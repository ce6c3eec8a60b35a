use serde::{Deserialize, Serialize};
use serde_json::{Map, Value};

/// Name of the transaction amount feature, the only one the manual form
/// lets the user vary.
pub const AMOUNT_FEATURE: &str = "Amount";

/// Number of PCA components (`V1`..`V28`) in the model's input.
pub const PCA_FEATURE_COUNT: usize = 28;

/// Full feature vocabulary in the order the scoring service expects it:
/// the 28 PCA components from the Kaggle creditcard dataset followed by
/// the transaction amount.
pub fn feature_columns() -> Vec<String> {
    (1..=PCA_FEATURE_COUNT)
        .map(|i| format!("V{i}"))
        .chain(std::iter::once(AMOUNT_FEATURE.to_string()))
        .collect()
}

/// Request body for `/predict`: a flat JSON object mapping feature names
/// to numbers.
///
/// The service rejects arrays and nested structures, so the payload is
/// always a plain key-value object. Manual mode fills it from the sample
/// template plus the entered amount; JSON mode passes the user's object
/// through verbatim, including any keys the service may reject.
#[derive(Debug, Clone, Default, PartialEq, Serialize, Deserialize)]
#[serde(transparent)]
pub struct FeaturePayload(pub Map<String, Value>);

impl FeaturePayload {
    pub fn new() -> Self {
        Self::default()
    }

    /// Wrap an already-parsed JSON object without touching its entries.
    pub fn from_object(object: Map<String, Value>) -> Self {
        Self(object)
    }

    /// Set a feature to a finite numeric value.
    pub fn set_number(&mut self, name: &str, value: f64) {
        self.0.insert(name.to_string(), Value::from(value));
    }

    /// Numeric value of a feature, if present and a number.
    pub fn number(&self, name: &str) -> Option<f64> {
        self.0.get(name).and_then(Value::as_f64)
    }

    pub fn len(&self) -> usize {
        self.0.len()
    }

    pub fn is_empty(&self) -> bool {
        self.0.is_empty()
    }
}

#[cfg(test)]
mod tests {
    use super::*;

    #[test]
    fn test_feature_columns_order_and_count() {
        let columns = feature_columns();
        assert_eq!(columns.len(), PCA_FEATURE_COUNT + 1);
        assert_eq!(columns.first().map(String::as_str), Some("V1"));
        assert_eq!(columns[27], "V28");
        assert_eq!(columns.last().map(String::as_str), Some(AMOUNT_FEATURE));
    }

    #[test]
    fn test_payload_serializes_as_flat_object() {
        let mut payload = FeaturePayload::default();
        payload.set_number("V1", -1.359807);
        payload.set_number(AMOUNT_FEATURE, 149.62);

        let json = serde_json::to_value(&payload).unwrap();
        assert_eq!(
            json,
            serde_json::json!({"V1": -1.359807, "Amount": 149.62})
        );
    }

    #[test]
    fn test_payload_roundtrips_through_object() {
        let object = serde_json::json!({"V1": 0.5, "Amount": 12.0});
        let map = object.as_object().unwrap().clone();
        let payload = FeaturePayload::from_object(map);

        assert_eq!(payload.number("V1"), Some(0.5));
        assert_eq!(payload.number(AMOUNT_FEATURE), Some(12.0));
        assert_eq!(payload.number("V2"), None);
        assert_eq!(payload.len(), 2);
    }
}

__________

WHAT NEEDS TO BE DONE: Exactly as written, please reproduce the lines from the first line of the data to the line containing "the payload is", inclusive, and nothing else.

TASK OUTPUT:
repository ce6c3eec8a60b35a
use serde::{Deserialize, Serialize};
use serde_json::{Map, Value};

/// Name of the transaction amount feature, the only one the manual form
/// lets the user vary.
pub const AMOUNT_FEATURE: &str = "Amount";

/// Number of PCA components (`V1`..`V28`) in the model's input.
pub const PCA_FEATURE_COUNT: usize = 28;

/// Full feature vocabulary in the order the scoring service expects it:
/// the 28 PCA components from the Kaggle creditcard dataset followed by
/// the transaction amount.
pub fn feature_columns() -> Vec<String> {
    (1..=PCA_FEATURE_COUNT)
        .map(|i| format!("V{i}"))
        .chain(std::iter::once(AMOUNT_FEATURE.to_string()))
        .collect()
}

/// Request body for `/predict`: a flat JSON object mapping feature names
/// to numbers.
///
/// The service rejects arrays and nested structures, so the payload is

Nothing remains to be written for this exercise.